> [What the task requires]: What do the entries below say? Restate them word for word.

────────────────

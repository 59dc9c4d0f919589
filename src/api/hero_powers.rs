use axum::{Json, extract::State, http::StatusCode};
use std::sync::Arc;

use super::{ApiError, AppState, CreateHeroPowerRequest, HeroPowerDetailDto};

pub async fn create_hero_power(
    State(state): State<Arc<AppState>>,
    Json(req): Json<CreateHeroPowerRequest>,
) -> Result<(StatusCode, Json<HeroPowerDetailDto>), ApiError> {
    let (hero_power, hero, power) = state
        .store()
        .create_hero_power(req.strength, req.hero_id, req.power_id)
        .await?;

    Ok((
        StatusCode::CREATED,
        Json(HeroPowerDetailDto::new(hero_power, hero, power)),
    ))
}
use crate::db::StoreError;
use crate::entities::{appearance, episode, guest, prelude::*};
use crate::validation::{ValidationError, validate_rating};
use sea_orm::{DatabaseConnection, DbErr, EntityTrait, PaginatorTrait, Set, TransactionTrait};

pub struct AppearanceRepository {
    conn: DatabaseConnection,
}

impl AppearanceRepository {
    #[must_use]
    pub const fn new(conn: DatabaseConnection) -> Self {
        Self { conn }
    }

    /// Validates the rating and both foreign keys inside the insert's
    /// transaction. Episode and guest existence are checked the same way
    /// hero_power checks its references.
    pub async fn create(
        &self,
        rating: i32,
        episode_id: i32,
        guest_id: i32,
    ) -> Result<(appearance::Model, episode::Model, guest::Model), StoreError> {
        validate_rating(rating)?;

        let txn = self.conn.begin().await?;

        let episode = Episode::find_by_id(episode_id)
            .one(&txn)
            .await?
            .ok_or(ValidationError::UnknownEpisode)?;
        let guest = Guest::find_by_id(guest_id)
            .one(&txn)
            .await?
            .ok_or(ValidationError::UnknownGuest)?;

        let insert = Appearance::insert(appearance::ActiveModel {
            rating: Set(rating),
            episode_id: Set(episode_id),
            guest_id: Set(guest_id),
            ..Default::default()
        })
        .exec(&txn)
        .await?;

        let model = Appearance::find_by_id(insert.last_insert_id)
            .one(&txn)
            .await?
            .ok_or_else(|| DbErr::RecordNotFound("appearance row vanished after insert".into()))?;

        txn.commit().await?;
        Ok((model, episode, guest))
    }

    pub async fn count(&self) -> Result<u64, StoreError> {
        let count = Appearance::find().count(&self.conn).await?;
        Ok(count)
    }
}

────────────────

> [Answer section]:
repository 59dc9c4d0f919589
filename src/api/hero_powers.rs
use axum::{Json, extract::State, http::StatusCode};
use std::sync::Arc;

use super::{ApiError, AppState, CreateHeroPowerRequest, HeroPowerDetailDto};

pub async fn create_hero_power(
    State(state): State<Arc<AppState>>,
    Json(req): Json<CreateHeroPowerRequest>,
) -> Result<(StatusCode, Json<HeroPowerDetailDto>), ApiError> {
    let (hero_power, hero, power) = state
        .store()
        .create_hero_power(req.strength, req.hero_id, req.power_id)
        .await?;

    Ok((
        StatusCode::CREATED,
        Json(HeroPowerDetailDto::new(hero_power, hero, power)),
    ))
}
use crate::db::StoreError;
use crate::entities::{appearance, episode, guest, prelude::*};
use crate::validation::{ValidationError, validate_rating};
use sea_orm::{DatabaseConnection, DbErr, EntityTrait, PaginatorTrait, Set, TransactionTrait};

pub struct AppearanceRepository {
    conn: DatabaseConnection,
}

impl AppearanceRepository {
    #[must_use]
    pub const fn new(conn: DatabaseConnection) -> Self {
        Self { conn }
    }

    /// Validates the rating and both foreign keys inside the insert's
    /// transaction. Episode and guest existence are checked the same way
    /// hero_power checks its references.
    pub async fn create(
        &self,
        rating: i32,
        episode_id: i32,
        guest_id: i32,
    ) -> Result<(appearance::Model, episode::Model, guest::Model), StoreError> {
        validate_rating(rating)?;

        let txn = self.conn.begin().await?;

        let episode = Episode::find_by_id(episode_id)
            .one(&txn)
            .await?
            .ok_or(ValidationError::UnknownEpisode)?;
        let guest = Guest::find_by_id(guest_id)
            .one(&txn)
            .await?
            .ok_or(ValidationError::UnknownGuest)?;

        let insert = Appearance::insert(appearance::ActiveModel {
            rating: Set(rating),
            episode_id: Set(episode_id),
            guest_id: Set(guest_id),
            ..Default::default()
        })
        .exec(&txn)
        .await?;

        let model = Appearance::find_by_id(insert.last_insert_id)
            .one(&txn)
            .await?
            .ok_or_else(|| DbErr::RecordNotFound("appearance row vanished after insert".into()))?;

        txn.commit().await?;
        Ok((model, episode, guest))
    }

    pub async fn count(&self) -> Result<u64, StoreError> {
        let count = Appearance::find().count(&self.conn).await?;
        Ok(count)
    }
}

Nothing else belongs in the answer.